Mariana Martínez Paret es maestra en la Escuela 12 del barrio porteño de Núñez y cuenta: "A medida que van creciendo, van metiendo esos filtros. Nuestra tarea es enseñar a que se adecuen a esos contextos. Acá trabajamos mucho sobre valores, es un área transversal. En general a principio de año escribimos normas de convivencia junto a los chicos. Pero después hay situaciones que emergen y entonces se llama a la reflexión, a ponerse en el lugar del otro para hacerles ver que una palabra tiene el mismo peso que un golpe". Para Martínez Paret las cargadas más usuales tienen que ver con lo físico, la gordura, con la estética en el caso de las nenas y también con la nacionalidad: "Acá no tenemos muchos chicos extranjeros, hay uno solo y hemos tenido que trabajar fuerte en eso", señala.

Según si las bromas que se sufrieron durante la primaria fueron producto del hostigamiento o por falta de filtros, van a depender las consecuencias en la edad adulta.
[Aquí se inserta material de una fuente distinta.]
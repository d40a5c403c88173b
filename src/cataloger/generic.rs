use super::{Diagnostic, Diagnostics, ParserFn, ParserRegistry};
use crate::config::{CatalogerConfig, ConfigError};
use crate::pkg::Package;
use crate::resolver::Contents;
use crate::tree::{FileRef, TreeReader};
use serde::Serialize;
use std::any::Any;
use std::collections::BTreeMap;
use std::fmt;
use std::io::Cursor;
use std::panic::{self, AssertUnwindSafe};
use tracing::debug;

/// The selection rule that bound a file to its parser
#[derive(Debug, Clone, PartialEq, Eq, Serialize)]
#[serde(tag = "kind", content = "value", rename_all = "snake_case")]
pub enum Rule {
    Path(String),
    Glob(String),
}

impl fmt::Display for Rule {
    fn fmt(&self, f: &mut fmt::Formatter<'_>) -> fmt::Result {
        match self {
            Rule::Path(path) => write!(f, "path:{path}"),
            Rule::Glob(pattern) => write!(f, "glob:{pattern}"),
        }
    }
}

struct Binding {
    rule: Rule,
    parser: ParserFn,
}

/// Outcome of one cataloging pass
#[derive(Debug, Clone, Default, Serialize)]
pub struct CatalogReport {
    pub packages: Vec<Package>,
    /// Conditions from the selection and cataloging that fed this report
    pub diagnostics: Vec<Diagnostic>,
}

impl CatalogReport {
    /// True when every selected file was resolved and parsed
    pub fn is_clean(&self) -> bool {
        self.diagnostics.is_empty()
    }
}

/// Dispatches files picked by exact path or glob pattern to parsers.
///
/// One instance serves many scans but only one at a time: `select_files`
/// builds up bindings, `catalog` consumes and clears them. Rules are kept
/// in sorted maps, so for each tree all path rules run before any glob
/// rule, each in lexical order. When two rules match the same file the
/// later one wins, so a glob beats a path.
pub struct GenericCataloger {
    path_parsers: BTreeMap<String, ParserFn>,
    glob_parsers: BTreeMap<String, ParserFn>,
    selected_files: Vec<FileRef>,
    bindings: BTreeMap<FileRef, Binding>,
    diagnostics: Diagnostics,
}

impl GenericCataloger {
    pub fn new(
        path_parsers: BTreeMap<String, ParserFn>,
        glob_parsers: BTreeMap<String, ParserFn>,
    ) -> Self {
        Self {
            path_parsers,
            glob_parsers,
            selected_files: Vec::new(),
            bindings: BTreeMap::new(),
            diagnostics: Diagnostics::new(),
        }
    }

    /// Build a cataloger from named rules, resolving names in `registry`
    pub fn from_config(
        config: &CatalogerConfig,
        registry: &ParserRegistry,
    ) -> Result<Self, ConfigError> {
        let lookup = |rules: &BTreeMap<String, String>| {
            rules
                .iter()
                .map(|(selector, parser)| {
                    registry
                        .get(parser)
                        .map(|p| (selector.clone(), p))
                        .ok_or_else(|| ConfigError::UnknownParser {
                            cataloger: config.name.clone(),
                            parser: parser.clone(),
                        })
                })
                .collect::<Result<BTreeMap<_, _>, _>>()
        };

        Ok(Self::new(lookup(&config.paths)?, lookup(&config.globs)?))
    }

    /// Resolve the files of interest in `trees` and remember which parser
    /// handles each one.
    ///
    /// Returns every file selected since the last `catalog`, so repeated
    /// calls may list a file more than once. Bindings are keyed by file and
    /// are unaffected by the duplicates. A glob that fails against a tree is
    /// reported once per pass, however often it is re-selected.
    pub fn select_files(&mut self, trees: &[&dyn TreeReader]) -> &[FileRef] {
        for tree in trees {
            for (path, parser) in &self.path_parsers {
                if let Some(file) = tree.file(path) {
                    register(
                        &mut self.selected_files,
                        &mut self.bindings,
                        vec![file],
                        Rule::Path(path.clone()),
                        parser,
                    );
                }
            }

            for (pattern, parser) in &self.glob_parsers {
                match tree.files_by_glob(pattern) {
                    Ok(files) => register(
                        &mut self.selected_files,
                        &mut self.bindings,
                        files,
                        Rule::Glob(pattern.clone()),
                        parser,
                    ),
                    Err(e) => {
                        let diagnostic = Diagnostic::GlobQueryFailed {
                            tree: tree.id(),
                            pattern: pattern.clone(),
                            reason: e.to_string(),
                        };
                        if !self.diagnostics.contains(&diagnostic) {
                            self.diagnostics.report(diagnostic);
                        }
                    }
                }
            }
        }

        &self.selected_files
    }

    /// Run every bound parser over its resolved contents.
    ///
    /// Never fails as a whole: a file missing from `contents` or rejected by
    /// its parser is recorded in the report and skipped. Each record is
    /// stamped with `found_by` and the single file that produced it. All
    /// pending state is taken up front, so the cataloger is empty again
    /// however this returns.
    pub fn catalog(&mut self, contents: &Contents, found_by: &str) -> CatalogReport {
        let bindings = std::mem::take(&mut self.bindings);
        let mut diagnostics = std::mem::take(&mut self.diagnostics);
        self.selected_files.clear();

        let mut packages = Vec::new();

        for (file, binding) in bindings {
            let Some(content) = contents.get(&file) else {
                diagnostics.report(Diagnostic::MissingContent {
                    cataloger: found_by.to_string(),
                    file,
                });
                continue;
            };

            let mut reader = Cursor::new(content.as_bytes());
            let outcome = panic::catch_unwind(AssertUnwindSafe(|| {
                binding.parser.parse(&mut reader)
            }));

            let entries = match outcome {
                Ok(Ok(entries)) => entries,
                Ok(Err(e)) => {
                    diagnostics.report(Diagnostic::ParseFailed {
                        cataloger: found_by.to_string(),
                        file,
                        reason: format!("{e:#}"),
                    });
                    continue;
                }
                Err(payload) => {
                    diagnostics.report(Diagnostic::ParseFailed {
                        cataloger: found_by.to_string(),
                        file,
                        reason: format!("parser panicked: {}", panic_message(&*payload)),
                    });
                    continue;
                }
            };

            debug!(
                cataloger = %found_by,
                file = %file,
                rule = %binding.rule,
                packages = entries.len(),
                "parsed file"
            );

            for mut entry in entries {
                entry.found_by = found_by.to_string();
                entry.source = vec![file.clone()];
                packages.push(entry);
            }
        }

        CatalogReport {
            packages,
            diagnostics: diagnostics.into_vec(),
        }
    }

    /// Current bindings in file order
    pub fn bindings(&self) -> impl Iterator<Item = (&FileRef, &Rule)> {
        self.bindings.iter().map(|(file, binding)| (file, &binding.rule))
    }

    /// Files selected since the last `catalog`
    pub fn selected_files(&self) -> &[FileRef] {
        &self.selected_files
    }

    /// Conditions reported by selection since the last `catalog`
    pub fn diagnostics(&self) -> &[Diagnostic] {
        self.diagnostics.as_slice()
    }

    /// Exact-path selectors in processing order
    pub fn path_rules(&self) -> impl Iterator<Item = &str> {
        self.path_parsers.keys().map(|s| s.as_str())
    }

    /// Glob selectors in processing order
    pub fn glob_rules(&self) -> impl Iterator<Item = &str> {
        self.glob_parsers.keys().map(|s| s.as_str())
    }
}

/// Pair a set of files with a parser for the coming `catalog` call
fn register(
    selected_files: &mut Vec<FileRef>,
    bindings: &mut BTreeMap<FileRef, Binding>,
    files: Vec<FileRef>,
    rule: Rule,
    parser: &ParserFn,
) {
    for file in files {
        let binding = Binding {
            rule: rule.clone(),
            parser: parser.clone(),
        };
        if let Some(previous) = bindings.insert(file.clone(), binding) {
            debug!(file = %file, previous = %previous.rule, rule = %rule, "binding replaced");
        }
        selected_files.push(file);
    }
}

fn panic_message(payload: &(dyn Any + Send)) -> &str {
    if let Some(message) = payload.downcast_ref::<&str>() {
        message
    } else if let Some(message) = payload.downcast_ref::<String>() {
        message.as_str()
    } else {
        "unknown panic"
    }
}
Pastore explica: "Va a tener que ver con cómo haya ido creciendo y se haya formado cada uno, con la fortaleza o fragilidad que tiene el psiquismo del chico. Hay casos en los que vimos consecuencias terribles como el de Carmen de Patagones -cuando hace ocho años Rafael "Junior" Solich, en ese entonces de 15, mató a balazos a tres compañeros en el colegio e hirió a otros- u otros similares, en donde ya había una cuestión deficitaria en cuanto a la forma de establecer vínculos. En otros casos va a generar impacto pero va a ser mayor o menor de acuerdo a la fortaleza o fragilidad de cada uno".

La sinceridad de los chicos es algo que van modificando a medida que aprenden y tienen noción del daño y de lo que está bien o mal. El bullying en cambio, no tiene nada que ver con la falta de filtros, sino que está relacionado con el acoso y el hostigamiento por el hecho de hacer sufrir al otro. En ambos casos la contención y los límites de los padres hacia sus hijos, como la capacidad de respuestas de los colegios, es fundamental: "Se aprende desde muy chicos, cuando pueden empezar a tener noción de que el otro sufre. Pero esto tiene que ver con los modelos familiares; si en cada familia lo tienen en cuenta, los chicos desde muy temprano lo incorporan", dice Pastore.

Enseñar a los chicos a respetar al otro por su condición de ser humano y a aprender a convivir entre todos, es una tarea fundamental por parte de las escuelas y, sobre todo, de cada familia.